Ich hatte gestern einen Treant Protector im guten alten DotA dabei, der unfähig war, sich unsichtbar zu machen oder WIEDER unsichtbar zu machen, wenn es notwendig war, aber sich dann bei mir beschwerte, weil ich nicht eingegriffen habe, wenn ich alle Fähigkeiten auf CD habe.

Dafür hagelte es dann Kickversuche, Beleidigungen gegen mich, gegen die Leute, die NICHT kicken wollten...Schließlich begann er, sich an den Statistiken aufzugeilen, da er ja so viele Siege mit diesem Bot erreicht hat, stellte mich weiter als Noob da und ließ auch keine Gelegenheit dazu aus.

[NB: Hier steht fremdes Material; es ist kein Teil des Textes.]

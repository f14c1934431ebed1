//! Login-link router composition.

use crate::handlers::login_link;
use axum::{
    Router,
    routing::{get, post},
};
use relay_auth::LoginLinkService;
use relay_auth::providers::EmailSender;
use std::sync::Arc;

/// Create the router for the login-link endpoints.
///
/// # Routes
///
/// - `POST /login-link` - Email a login link
/// - `POST /verify` - Redeem a token (JSON body)
/// - `GET /verify?token=` - Redeem a token (query string)
///
/// Both flows rate-limit inside the service, so no extra layer is needed.
///
/// # Example
///
/// ```rust,ignore
/// let app = Router::new()
///     .nest("/api/auth", login_router(Arc::new(service)))
///     .layer(TraceLayer::new_for_http());
/// ```
pub fn login_router<E>(service: Arc<LoginLinkService<E>>) -> Router
where
    E: EmailSender + 'static,
{
    Router::new()
        .route("/login-link", post(login_link::request_login_link::<E>))
        .route(
            "/verify",
            post(login_link::verify_login_token::<E>).get(login_link::verify_login_token_query::<E>),
        )
        .with_state(service)
}
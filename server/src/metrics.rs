//! Prometheus metrics for the relay.
//!
//! Describes every metric the relay emits and installs the Prometheus
//! recorder that backs `GET /metrics`.

use metrics::{describe_counter, describe_gauge};
use metrics_exporter_prometheus::{BuildError, PrometheusBuilder, PrometheusHandle};

/// Install the global Prometheus recorder and describe all metrics.
///
/// Call once at startup.
///
/// # Errors
///
/// Returns error if a recorder is already installed.
pub fn install_recorder() -> Result<PrometheusHandle, BuildError> {
    let handle = PrometheusBuilder::new().install_recorder()?;
    register_metrics();

    tracing::info!("Prometheus recorder installed, metrics served at /metrics");
    Ok(handle)
}

/// Register descriptions for the relay's metrics.
pub fn register_metrics() {
    // Stores
    describe_counter!(
        "relay_store_swept_total",
        "Expired entries removed by the sweeper, per store"
    );
    describe_gauge!(
        "relay_store_entries",
        "Entries held by each store after the last sweep"
    );

    // Login tokens
    describe_counter!("relay_tokens_issued_total", "Login tokens issued");
    describe_counter!(
        "relay_tokens_redeemed_total",
        "Login tokens redeemed successfully"
    );
    describe_counter!(
        "relay_token_redeem_failures_total",
        "Redemptions of unknown, used, or expired tokens"
    );

    // Rate limiting
    describe_counter!(
        "relay_rate_limit_decisions_total",
        "Rate-limit decisions by action and outcome"
    );

    // LLM proxy
    describe_counter!(
        "relay_llm_requests_total",
        "Requests forwarded to the completion API, by outcome"
    );
}
//! Public client configuration endpoint.
//!
//! Browser clients fetch their backend settings here instead of baking them
//! into the bundle.

use super::state::AppState;
use axum::{Json, extract::State};
use relay_web::{AppError, WebResult};
use serde::{Deserialize, Serialize};

/// Client settings, all present.
#[derive(Debug, Clone, PartialEq, Eq, Serialize, Deserialize)]
#[serde(rename_all = "camelCase")]
pub struct ClientConfigResponse {
    /// Client API key
    pub api_key: String,
    /// Auth domain
    pub auth_domain: String,
    /// Project ID
    pub project_id: String,
    /// Storage bucket
    pub storage_bucket: String,
    /// Messaging sender ID
    pub messaging_sender_id: String,
    /// App ID
    pub app_id: String,
    /// Measurement ID
    pub measurement_id: String,
}

/// Return the client configuration.
///
/// # Endpoint
///
/// ```text
/// GET /api/client-config
/// ```
///
/// # Errors
///
/// `500 CLIENT_CONFIG_INCOMPLETE` if any setting is missing. The response
/// names nothing; the missing settings are logged.
pub async fn client_config(State(state): State<AppState>) -> WebResult<Json<ClientConfigResponse>> {
    let client = &state.config.client;

    let (
        Some(api_key),
        Some(auth_domain),
        Some(project_id),
        Some(storage_bucket),
        Some(messaging_sender_id),
        Some(app_id),
        Some(measurement_id),
    ) = (
        client.api_key.clone(),
        client.auth_domain.clone(),
        client.project_id.clone(),
        client.storage_bucket.clone(),
        client.messaging_sender_id.clone(),
        client.app_id.clone(),
        client.measurement_id.clone(),
    )
    else {
        tracing::warn!(missing = ?client.missing(), "Client configuration incomplete");
        return Err(AppError::internal("Client configuration is incomplete")
            .with_code("CLIENT_CONFIG_INCOMPLETE"));
    };

    tracing::debug!(project_id = %project_id, "Client configuration served");

    Ok(Json(ClientConfigResponse {
        api_key,
        auth_domain,
        project_id,
        storage_bucket,
        messaging_sender_id,
        app_id,
        measurement_id,
    }))
}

Am Ende hatte ich aber wirklich jeden im Spiel durch eine ganz brauchbare Farmitensität überholt, sodass ich alleine 3 von 5 Gegnern tötete und die anderen wegrannten, während sich unser Treant nur noch damit beschäftigte, meine Kills zu klauen und mich als Killstealer beschimpfte, wenn ich nach 75% Vorarbeit weitere 20% bis zum Tod onehittete, weil er sie gerade angeschlagen hat.

Schlussendlich habe ich ihn dann doch noch "knapp" überholt.

Ich frage mich immer noch, wie angepisst der nu sein musste, zu sehen, von so einem Noob (immerhin Dota-League Top 200 Spieler bis 2008) dann wirklich zerrissen geworden zu sein.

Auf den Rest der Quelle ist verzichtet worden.